Collected data entries:
════
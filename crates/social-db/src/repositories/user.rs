//! PostgreSQL implementation of UserRepository

use async_trait::async_trait;
use sqlx::PgPool;
use tracing::instrument;

use social_core::entities::User;
use social_core::error::DomainError;
use social_core::traits::{RepoResult, UserRepository};
use social_core::value_objects::Snowflake;

use crate::models::UserModel;

use super::error::map_db_error;

const USER_COLUMNS: &str =
    "id, token_identifier, name, email, avatar_url, is_online, created_at, updated_at";

/// PostgreSQL implementation of UserRepository
#[derive(Clone)]
pub struct PgUserRepository {
    pool: PgPool,
}

impl PgUserRepository {
    /// Create a new PgUserRepository
    pub fn new(pool: PgPool) -> Self {
        Self { pool }
    }
}

#[async_trait]
impl UserRepository for PgUserRepository {
    #[instrument(skip(self))]
    async fn find_by_id(&self, id: Snowflake) -> RepoResult<Option<User>> {
        let result = sqlx::query_as::<_, UserModel>(&format!(
            "SELECT {USER_COLUMNS} FROM users WHERE id = $1"
        ))
        .bind(id.into_inner())
        .fetch_optional(&self.pool)
        .await
        .map_err(map_db_error)?;

        Ok(result.map(User::from))
    }

    #[instrument(skip(self))]
    async fn find_by_token(&self, token_identifier: &str) -> RepoResult<Option<User>> {
        let result = sqlx::query_as::<_, UserModel>(&format!(
            "SELECT {USER_COLUMNS} FROM users WHERE token_identifier = $1"
        ))
        .bind(token_identifier)
        .fetch_optional(&self.pool)
        .await
        .map_err(map_db_error)?;

        Ok(result.map(User::from))
    }

    #[instrument(skip(self, ids), fields(count = ids.len()))]
    async fn find_many(&self, ids: &[Snowflake]) -> RepoResult<Vec<User>> {
        if ids.is_empty() {
            return Ok(Vec::new());
        }
        let raw: Vec<i64> = ids.iter().map(|id| id.into_inner()).collect();

        let results = sqlx::query_as::<_, UserModel>(&format!(
            "SELECT {USER_COLUMNS} FROM users WHERE id = ANY($1)"
        ))
        .bind(raw)
        .fetch_all(&self.pool)
        .await
        .map_err(map_db_error)?;

        Ok(results.into_iter().map(User::from).collect())
    }

    #[instrument(skip(self))]
    async fn list(&self) -> RepoResult<Vec<User>> {
        let results = sqlx::query_as::<_, UserModel>(&format!(
            "SELECT {USER_COLUMNS} FROM users ORDER BY name NULLS LAST, id"
        ))
        .fetch_all(&self.pool)
        .await
        .map_err(map_db_error)?;

        Ok(results.into_iter().map(User::from).collect())
    }

    #[instrument(skip(self, user), fields(token_identifier = %user.token_identifier))]
    async fn upsert(&self, user: &User) -> RepoResult<User> {
        let stored = sqlx::query_as::<_, UserModel>(&format!(
            r"
            INSERT INTO users (id, token_identifier, name, email, avatar_url, is_online, created_at, updated_at)
            VALUES ($1, $2, $3, $4, $5, $6, $7, $8)
            ON CONFLICT (token_identifier) DO UPDATE
               SET name = EXCLUDED.name,
                   email = EXCLUDED.email,
                   avatar_url = EXCLUDED.avatar_url,
                   updated_at = EXCLUDED.updated_at
            RETURNING {USER_COLUMNS}
            "
        ))
        .bind(user.id.into_inner())
        .bind(&user.token_identifier)
        .bind(user.name.as_deref())
        .bind(&user.email)
        .bind(&user.avatar_url)
        .bind(user.is_online)
        .bind(user.created_at)
        .bind(user.updated_at)
        .fetch_one(&self.pool)
        .await
        .map_err(map_db_error)?;

        Ok(User::from(stored))
    }

    #[instrument(skip(self, user), fields(user_id = %user.id))]
    async fn update_profile(&self, user: &User) -> RepoResult<()> {
        let result = sqlx::query(
            r"
            UPDATE users
            SET name = $2, email = $3, avatar_url = $4, updated_at = $5
            WHERE id = $1
            ",
        )
        .bind(user.id.into_inner())
        .bind(user.name.as_deref())
        .bind(&user.email)
        .bind(&user.avatar_url)
        .bind(user.updated_at)
        .execute(&self.pool)
        .await
        .map_err(map_db_error)?;

        if result.rows_affected() == 0 {
            return Err(DomainError::UserNotFound(user.id));
        }

        Ok(())
    }

    #[instrument(skip(self))]
    async fn set_online(&self, token_identifier: &str, online: bool) -> RepoResult<()> {
        let result = sqlx::query(
            r"
            UPDATE users SET is_online = $2, updated_at = NOW()
            WHERE token_identifier = $1
            ",
        )
        .bind(token_identifier)
        .bind(online)
        .execute(&self.pool)
        .await
        .map_err(map_db_error)?;

        if result.rows_affected() == 0 {
            return Err(DomainError::IdentityNotFound(token_identifier.to_string()));
        }

        Ok(())
    }
}

#[cfg(test)]
mod tests {
    use super::*;

    #[test]
    fn test_repo_is_send_sync() {
        fn assert_send_sync<T: Send + Sync>() {}
        assert_send_sync::<PgUserRepository>();
    }
}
════
The lines to show are those in the data above that include "PostgreSQL".

//! PostgreSQL implementation of UserRepository
/// PostgreSQL implementation of UserRepository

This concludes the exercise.